:: TASK DIRECTIONS ::
Beginning with the first line of the entries below, quote each line until you reach and include the line with "path is set.".

Stored data:
○ ○ ○ ○

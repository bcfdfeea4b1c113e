use std::fs;
use std::path::PathBuf;
use std::sync::Arc;

use menuguard_core::config::{AppConfig, ConfigError, GuardrailsConfig, LoadOptions, MenuConfig};
use menuguard_core::domain::menu::MenuCatalog;
use menuguard_core::errors::DomainError;
use menuguard_core::events::{EventSink, FanoutEventSink, JsonLinesEventSink, TracingEventSink};
use menuguard_core::fixtures::sample_menu;
use menuguard_core::validation::price::PriceValidator;
use thiserror::Error;
use tracing::info;

use crate::embedding::{build_embedder, EmbeddingError};
use crate::guardrails::GuardrailManager;
use crate::llm::HttpLlmClient;
use crate::runtime::AgentRuntime;
use crate::topic::TopicClassifier;

pub struct Application {
    pub config: AppConfig,
    pub runtime: AgentRuntime,
}

#[derive(Debug, Error)]
pub enum BootstrapError {
    #[error(transparent)]
    Config(#[from] ConfigError),
    #[error("could not read menu file `{path}`: {source}")]
    MenuRead { path: PathBuf, source: std::io::Error },
    #[error("menu is invalid: {0}")]
    Menu(#[from] DomainError),
    #[error("embedding backend unavailable: {0}")]
    Embedding(#[from] EmbeddingError),
    #[error("llm client setup failed: {0}")]
    Llm(String),
}

/// The configured catalog, or the built-in sample menu when no path is set.
pub fn load_menu(config: &MenuConfig) -> Result<MenuCatalog, BootstrapError> {
    let Some(path) = &config.path else {
        return Ok(sample_menu());
    };
    let raw = fs::read_to_string(path)
        .map_err(|source| BootstrapError::MenuRead { path: path.clone(), source })?;
    Ok(MenuCatalog::from_toml_str(&raw)?)
}

/// Tracing always, plus a JSON-lines file when `event_log_path` is set.
pub fn build_event_sink(config: &GuardrailsConfig) -> Arc<dyn EventSink> {
    let mut sink = FanoutEventSink::default().with(Arc::new(TracingEventSink));
    if let Some(path) = &config.event_log_path {
        sink = sink.with(Arc::new(JsonLinesEventSink::new(path.clone())));
    }
    Arc::new(sink)
}

pub async fn build_guardrails(
    config: &AppConfig,
    sink: Arc<dyn EventSink>,
) -> Result<GuardrailManager, BootstrapError> {
    let menu = load_menu(&config.menu)?;
    let menu_source = config
        .menu
        .path
        .as_ref()
        .map_or_else(|| "sample".to_string(), |path| path.display().to_string());
    info!(
        event_name = "system.bootstrap.menu_loaded",
        correlation_id = "bootstrap",
        items = menu.len(),
        source = %menu_source,
        "menu catalog loaded"
    );

    let embedder = build_embedder(&config.embedding)?;
    let classifier = TopicClassifier::new(embedder).await?;
    info!(
        event_name = "system.bootstrap.classifier_ready",
        correlation_id = "bootstrap",
        provider = ?config.embedding.provider,
        prototypes = classifier.prototype_count(),
        "topic classifier ready"
    );

    Ok(GuardrailManager::new(Arc::new(menu), classifier, sink)
        .with_messages(config.guardrails.messages.clone())
        .with_price_validator(PriceValidator::new(config.guardrails.max_pair_distance)))
}

pub async fn bootstrap(options: LoadOptions) -> Result<Application, BootstrapError> {
    info!(
        event_name = "system.bootstrap.start",
        correlation_id = "bootstrap",
        "starting application bootstrap"
    );
    let config = AppConfig::load(options)?;
    bootstrap_with_config(config).await
}

pub async fn bootstrap_with_config(config: AppConfig) -> Result<Application, BootstrapError> {
    let sink = build_event_sink(&config.guardrails);
    let guardrails = build_guardrails(&config, sink).await?;
    let llm = HttpLlmClient::from_config(&config.llm)
        .map_err(|error| BootstrapError::Llm(format!("{error:#}")))?;
    info!(
        event_name = "system.bootstrap.llm_ready",
        correlation_id = "bootstrap",
        provider = ?llm.provider(),
        model = llm.model(),
        "llm client configured"
    );

    let runtime = AgentRuntime::new(Arc::new(guardrails), Arc::new(llm))
        .with_history_turns(config.guardrails.history_turns);
    Ok(Application { config, runtime })
}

○ ○ ○ ○

:: YOUR RESPONSE ::
repository bcfdfeea4b1c113e
use std::fs;
use std::path::PathBuf;
use std::sync::Arc;

use menuguard_core::config::{AppConfig, ConfigError, GuardrailsConfig, LoadOptions, MenuConfig};
use menuguard_core::domain::menu::MenuCatalog;
use menuguard_core::errors::DomainError;
use menuguard_core::events::{EventSink, FanoutEventSink, JsonLinesEventSink, TracingEventSink};
use menuguard_core::fixtures::sample_menu;
use menuguard_core::validation::price::PriceValidator;
use thiserror::Error;
use tracing::info;

use crate::embedding::{build_embedder, EmbeddingError};
use crate::guardrails::GuardrailManager;
use crate::llm::HttpLlmClient;
use crate::runtime::AgentRuntime;
use crate::topic::TopicClassifier;

pub struct Application {
    pub config: AppConfig,
    pub runtime: AgentRuntime,
}

#[derive(Debug, Error)]
pub enum BootstrapError {
    #[error(transparent)]
    Config(#[from] ConfigError),
    #[error("could not read menu file `{path}`: {source}")]
    MenuRead { path: PathBuf, source: std::io::Error },
    #[error("menu is invalid: {0}")]
    Menu(#[from] DomainError),
    #[error("embedding backend unavailable: {0}")]
    Embedding(#[from] EmbeddingError),
    #[error("llm client setup failed: {0}")]
    Llm(String),
}

/// The configured catalog, or the built-in sample menu when no path is set.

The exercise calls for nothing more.